- [What is expected]: The entries should be written out again exactly as they read.

[Records to process Boundary: Start]

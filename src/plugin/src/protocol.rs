//! Volume plugin wire protocol.
//!
//! Request and response bodies exchanged with the engine over the plugin
//! socket. Field names follow the engine's PascalCase JSON; an empty `Err`
//! means success.

use std::collections::HashMap;

use serde::{Deserialize, Serialize};

/// Content type of every plugin response.
pub const CONTENT_TYPE: &str = "application/vnd.docker.plugins.v1.2+json";

/// Subsystem this plugin implements.
pub const VOLUME_DRIVER: &str = "VolumeDriver";

/// Plugin endpoints.
pub mod endpoint {
    pub const ACTIVATE: &str = "/Plugin.Activate";
    pub const CREATE: &str = "/VolumeDriver.Create";
    pub const REMOVE: &str = "/VolumeDriver.Remove";
    pub const MOUNT: &str = "/VolumeDriver.Mount";
    pub const PATH: &str = "/VolumeDriver.Path";
    pub const UNMOUNT: &str = "/VolumeDriver.Unmount";
    pub const GET: &str = "/VolumeDriver.Get";
    pub const LIST: &str = "/VolumeDriver.List";
    pub const CAPABILITIES: &str = "/VolumeDriver.Capabilities";
}

#[derive(Debug, Clone, Deserialize)]
#[serde(rename_all = "PascalCase")]
pub struct CreateRequest {
    pub name: String,
    #[serde(default)]
    pub opts: Option<HashMap<String, String>>,
}

/// Body of Get, Path and Remove requests.
#[derive(Debug, Clone, Deserialize)]
#[serde(rename_all = "PascalCase")]
pub struct NameRequest {
    pub name: String,
}

/// Body of Mount and Unmount requests.
#[derive(Debug, Clone, Deserialize)]
#[serde(rename_all = "PascalCase")]
pub struct MountRequest {
    pub name: String,
    /// Caller identity; unique per mount
    #[serde(rename = "ID", default)]
    pub id: String,
}

#[derive(Debug, Clone, Default, Serialize, Deserialize)]
#[serde(rename_all = "PascalCase")]
pub struct ErrResponse {
    pub err: String,
}

impl ErrResponse {
    pub fn new(err: impl Into<String>) -> Self {
        Self { err: err.into() }
    }
}

#[derive(Debug, Clone, Default, Serialize, Deserialize)]
#[serde(rename_all = "PascalCase")]
pub struct MountpointResponse {
    pub mountpoint: String,
    pub err: String,
}

#[derive(Debug, Clone, Default, PartialEq, Eq, Serialize, Deserialize)]
#[serde(rename_all = "PascalCase")]
pub struct WireVolume {
    pub name: String,
    #[serde(default, skip_serializing_if = "String::is_empty")]
    pub mountpoint: String,
}

#[derive(Debug, Clone, Default, Serialize, Deserialize)]
#[serde(rename_all = "PascalCase")]
pub struct GetResponse {
    pub volume: Option<WireVolume>,
    pub err: String,
}

#[derive(Debug, Clone, Default, Serialize, Deserialize)]
#[serde(rename_all = "PascalCase")]
pub struct ListResponse {
    pub volumes: Vec<WireVolume>,
    pub err: String,
}

#[derive(Debug, Clone, PartialEq, Eq, Serialize, Deserialize)]
#[serde(rename_all = "PascalCase")]
pub struct Capability {
    pub scope: String,
}

#[derive(Debug, Clone, PartialEq, Eq, Serialize, Deserialize)]
#[serde(rename_all = "PascalCase")]
pub struct CapabilitiesResponse {
    pub capabilities: Capability,
}

#[derive(Debug, Clone, Serialize, Deserialize)]
#[serde(rename_all = "PascalCase")]
pub struct ActivateResponse {
    pub implements: Vec<String>,
}

impl Default for ActivateResponse {
    fn default() -> Self {
        Self {
            implements: vec![VOLUME_DRIVER.to_string()],
        }
    }
}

[Records to process Boundary: End]

- [Task result]:
filename src/plugin/src/protocol.rs
//! Volume plugin wire protocol.
//!
//! Request and response bodies exchanged with the engine over the plugin
//! socket. Field names follow the engine's PascalCase JSON; an empty `Err`
//! means success.

use std::collections::HashMap;

use serde::{Deserialize, Serialize};

/// Content type of every plugin response.
pub const CONTENT_TYPE: &str = "application/vnd.docker.plugins.v1.2+json";

/// Subsystem this plugin implements.
pub const VOLUME_DRIVER: &str = "VolumeDriver";

/// Plugin endpoints.
pub mod endpoint {
    pub const ACTIVATE: &str = "/Plugin.Activate";
    pub const CREATE: &str = "/VolumeDriver.Create";
    pub const REMOVE: &str = "/VolumeDriver.Remove";
    pub const MOUNT: &str = "/VolumeDriver.Mount";
    pub const PATH: &str = "/VolumeDriver.Path";
    pub const UNMOUNT: &str = "/VolumeDriver.Unmount";
    pub const GET: &str = "/VolumeDriver.Get";
    pub const LIST: &str = "/VolumeDriver.List";
    pub const CAPABILITIES: &str = "/VolumeDriver.Capabilities";
}

#[derive(Debug, Clone, Deserialize)]
#[serde(rename_all = "PascalCase")]
pub struct CreateRequest {
    pub name: String,
    #[serde(default)]
    pub opts: Option<HashMap<String, String>>,
}

/// Body of Get, Path and Remove requests.
#[derive(Debug, Clone, Deserialize)]
#[serde(rename_all = "PascalCase")]
pub struct NameRequest {
    pub name: String,
}

/// Body of Mount and Unmount requests.
#[derive(Debug, Clone, Deserialize)]
#[serde(rename_all = "PascalCase")]
pub struct MountRequest {
    pub name: String,
    /// Caller identity; unique per mount
    #[serde(rename = "ID", default)]
    pub id: String,
}

#[derive(Debug, Clone, Default, Serialize, Deserialize)]
#[serde(rename_all = "PascalCase")]
pub struct ErrResponse {
    pub err: String,
}

impl ErrResponse {
    pub fn new(err: impl Into<String>) -> Self {
        Self { err: err.into() }
    }
}

#[derive(Debug, Clone, Default, Serialize, Deserialize)]
#[serde(rename_all = "PascalCase")]
pub struct MountpointResponse {
    pub mountpoint: String,
    pub err: String,
}

#[derive(Debug, Clone, Default, PartialEq, Eq, Serialize, Deserialize)]
#[serde(rename_all = "PascalCase")]
pub struct WireVolume {
    pub name: String,
    #[serde(default, skip_serializing_if = "String::is_empty")]
    pub mountpoint: String,
}

#[derive(Debug, Clone, Default, Serialize, Deserialize)]
#[serde(rename_all = "PascalCase")]
pub struct GetResponse {
    pub volume: Option<WireVolume>,
    pub err: String,
}

#[derive(Debug, Clone, Default, Serialize, Deserialize)]
#[serde(rename_all = "PascalCase")]
pub struct ListResponse {
    pub volumes: Vec<WireVolume>,
    pub err: String,
}

#[derive(Debug, Clone, PartialEq, Eq, Serialize, Deserialize)]
#[serde(rename_all = "PascalCase")]
pub struct Capability {
    pub scope: String,
}

#[derive(Debug, Clone, PartialEq, Eq, Serialize, Deserialize)]
#[serde(rename_all = "PascalCase")]
pub struct CapabilitiesResponse {
    pub capabilities: Capability,
}

#[derive(Debug, Clone, Serialize, Deserialize)]
#[serde(rename_all = "PascalCase")]
pub struct ActivateResponse {
    pub implements: Vec<String>,
}

impl Default for ActivateResponse {
    fn default() -> Self {
        Self {
            implements: vec![VOLUME_DRIVER.to_string()],
        }
    }
}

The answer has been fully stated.